The Commission on Human Rights (CHR) has urged President Duterte to seriously look into the provisions of the Anti-Terror Act of 2020 and consider its implications on people’s fundamental rights and freedoms.
In its advisory on the human rights implications of the Anti-Terrorism Act of 2020, the CHR reminded the government of its obligation to fulfill, promote, and protect human rights against abuses and exploitation even as it battles terrorism.
“The State has to adopt effective counter-terrorism measures in order to protect its sovereignty, national security, and peace and order against the threat of terrorism,” the CHR said. “But this must be done without compromising everyone’s fundamental rights and freedoms.”
The CHR said effective counter-terrorism measures and the protection of human rights are actually “complementary,” so the government must pursue one while respecting the other.
It added that the government may take certain measures that put limitations on the exercise of certain rights, which include the right of association and assembly, right to free speech and expression, and the right to privacy and due process.
However, the CHR warned that these restrictions must be authorized and prescribed by law, jurisprudence, and international human rights obligations.

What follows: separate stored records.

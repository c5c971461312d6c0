use chrono::Duration;
use serde::Serialize;
use std::fmt;
use std::str::FromStr;

/// Default trailing window within which a repeat pairing is disallowed
pub const DEFAULT_RECENCY_WINDOW_DAYS: u32 = 30;

/// Longest accepted window (about a century)
pub const MAX_RECENCY_WINDOW_DAYS: u32 = 36_500;

/// Parse a window length in days, rejecting zero and anything past
/// `MAX_RECENCY_WINDOW_DAYS`
pub fn parse_recency_window_days(value: &str) -> anyhow::Result<u32> {
    let days: u32 = value.trim().parse()?;
    if !(1..=MAX_RECENCY_WINDOW_DAYS).contains(&days) {
        anyhow::bail!(
            "recency window of {} days is out of range (1..={})",
            days,
            MAX_RECENCY_WINDOW_DAYS
        );
    }
    Ok(days)
}

/// What a pairing scan does when the history lookup for a candidate pair fails
#[derive(Serialize, Debug, Clone, Copy, PartialEq, Eq, Default)]
#[serde(rename_all = "kebab-case")]
pub enum RecencyLookupPolicy {
    /// Treat the pair as not recently matched; the round keeps going
    #[default]
    FailOpen,
    /// Treat the pair as recently matched; the pair is skipped
    FailClosed,
}

impl RecencyLookupPolicy {
    /// Value substituted for the lookup result when the lookup fails
    pub fn assume_recent(self) -> bool {
        matches!(self, Self::FailClosed)
    }
}

impl fmt::Display for RecencyLookupPolicy {
    fn fmt(&self, f: &mut fmt::Formatter<'_>) -> fmt::Result {
        match self {
            Self::FailOpen => f.write_str("fail-open"),
            Self::FailClosed => f.write_str("fail-closed"),
        }
    }
}

impl FromStr for RecencyLookupPolicy {
    type Err = anyhow::Error;

    fn from_str(s: &str) -> Result<Self, Self::Err> {
        match s.trim().to_ascii_lowercase().as_str() {
            "fail-open" | "open" => Ok(Self::FailOpen),
            "fail-closed" | "closed" => Ok(Self::FailClosed),
            other => anyhow::bail!(
                "unknown recency lookup policy '{}' (expected fail-open or fail-closed)",
                other
            ),
        }
    }
}

/// Tunables for a matching round
#[derive(Serialize, Debug, Clone, PartialEq, Eq)]
pub struct MatchingSettings {
    pub recency_window_days: u32,
    pub recency_policy: RecencyLookupPolicy,
    /// Fixed seed for the candidate shuffle; None draws from OS entropy each round
    pub shuffle_seed: Option<u64>,
}

impl Default for MatchingSettings {
    fn default() -> Self {
        Self {
            recency_window_days: DEFAULT_RECENCY_WINDOW_DAYS,
            recency_policy: RecencyLookupPolicy::default(),
            shuffle_seed: None,
        }
    }
}

impl MatchingSettings {
    pub fn recency_window(&self) -> Duration {
        Duration::days(i64::from(self.recency_window_days))
    }
}
//! Runtime configuration read from the page query string
//!
//! Example: `?role=admin&data=sample&port=9000`

use contracts::shared::api_endpoints::DEFAULT_API_PORT;
use contracts::system::roles::ViewerRole;
use serde::{Deserialize, Serialize};

/// Where attendance records come from
#[derive(Debug, Clone, Copy, Default, PartialEq, Eq, Serialize, Deserialize)]
#[serde(rename_all = "lowercase")]
pub enum DataSource {
    #[default]
    Api,
    Sample,
}

#[derive(Debug, Clone, Copy, PartialEq, Eq, Serialize, Deserialize)]
pub struct AppConfig {
    #[serde(default = "default_port")]
    pub port: u16,
    #[serde(default, rename = "data")]
    pub data_source: DataSource,
    #[serde(default)]
    pub role: ViewerRole,
}

fn default_port() -> u16 {
    DEFAULT_API_PORT
}

impl Default for AppConfig {
    fn default() -> Self {
        Self {
            port: DEFAULT_API_PORT,
            data_source: DataSource::default(),
            role: ViewerRole::default(),
        }
    }
}

impl AppConfig {
    /// Parses a query string (with or without the leading `?`).
    /// Unknown keys are ignored; a malformed query falls back to defaults.
    pub fn from_query(query: &str) -> Self {
        let query = query.trim_start_matches('?');
        if query.is_empty() {
            return Self::default();
        }
        serde_qs::from_str(query).unwrap_or_else(|e| {
            log::warn!("invalid config query '{}': {}", query, e);
            Self::default()
        })
    }

    /// Reads the config of the current page.
    pub fn from_location() -> Self {
        let search = web_sys::window()
            .and_then(|w| w.location().search().ok())
            .unwrap_or_default();
        Self::from_query(&search)
    }
}

#[cfg(test)]
mod tests {
    use super::*;

    #[test]
    fn test_defaults() {
        let config = AppConfig::from_query("");
        assert_eq!(config, AppConfig::default());
        assert_eq!(config.port, 9000);
        assert_eq!(config.role, ViewerRole::Employee);
        assert_eq!(config.data_source, DataSource::Api);
    }

    #[test]
    fn test_from_query() {
        let config = AppConfig::from_query("?role=admin&data=sample&port=8080");
        assert_eq!(config.role, ViewerRole::Admin);
        assert_eq!(config.data_source, DataSource::Sample);
        assert_eq!(config.port, 8080);
    }

    #[test]
    fn test_partial_query_keeps_defaults() {
        let config = AppConfig::from_query("role=admin&page=admin-attendance");
        assert_eq!(config.role, ViewerRole::Admin);
        assert_eq!(config.port, 9000);
    }

    #[test]
    fn test_malformed_query_falls_back() {
        let config = AppConfig::from_query("port=not-a-number");
        assert_eq!(config, AppConfig::default());
    }
}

“States can limit the exercise of these rights for valid reasons, including the need of countering terrorism, as long as they respect several conditions,” the CHR said.
President Duterte signed into law the Anti-Terrorism Bill last July 3 despite public uproar against it. Several individuals and organizations such as the CHR has expressed concern that the bill would lead to more human rights abuses because of the “overbroad” definition of terrorism.
Its vague and overbroad definition of terrorism, according to the Commission, makes it difficult to distinguish an actual act of terrorism to that of an ordinary crime, which is already penalized by the Revised Penal Code and other pertinent laws.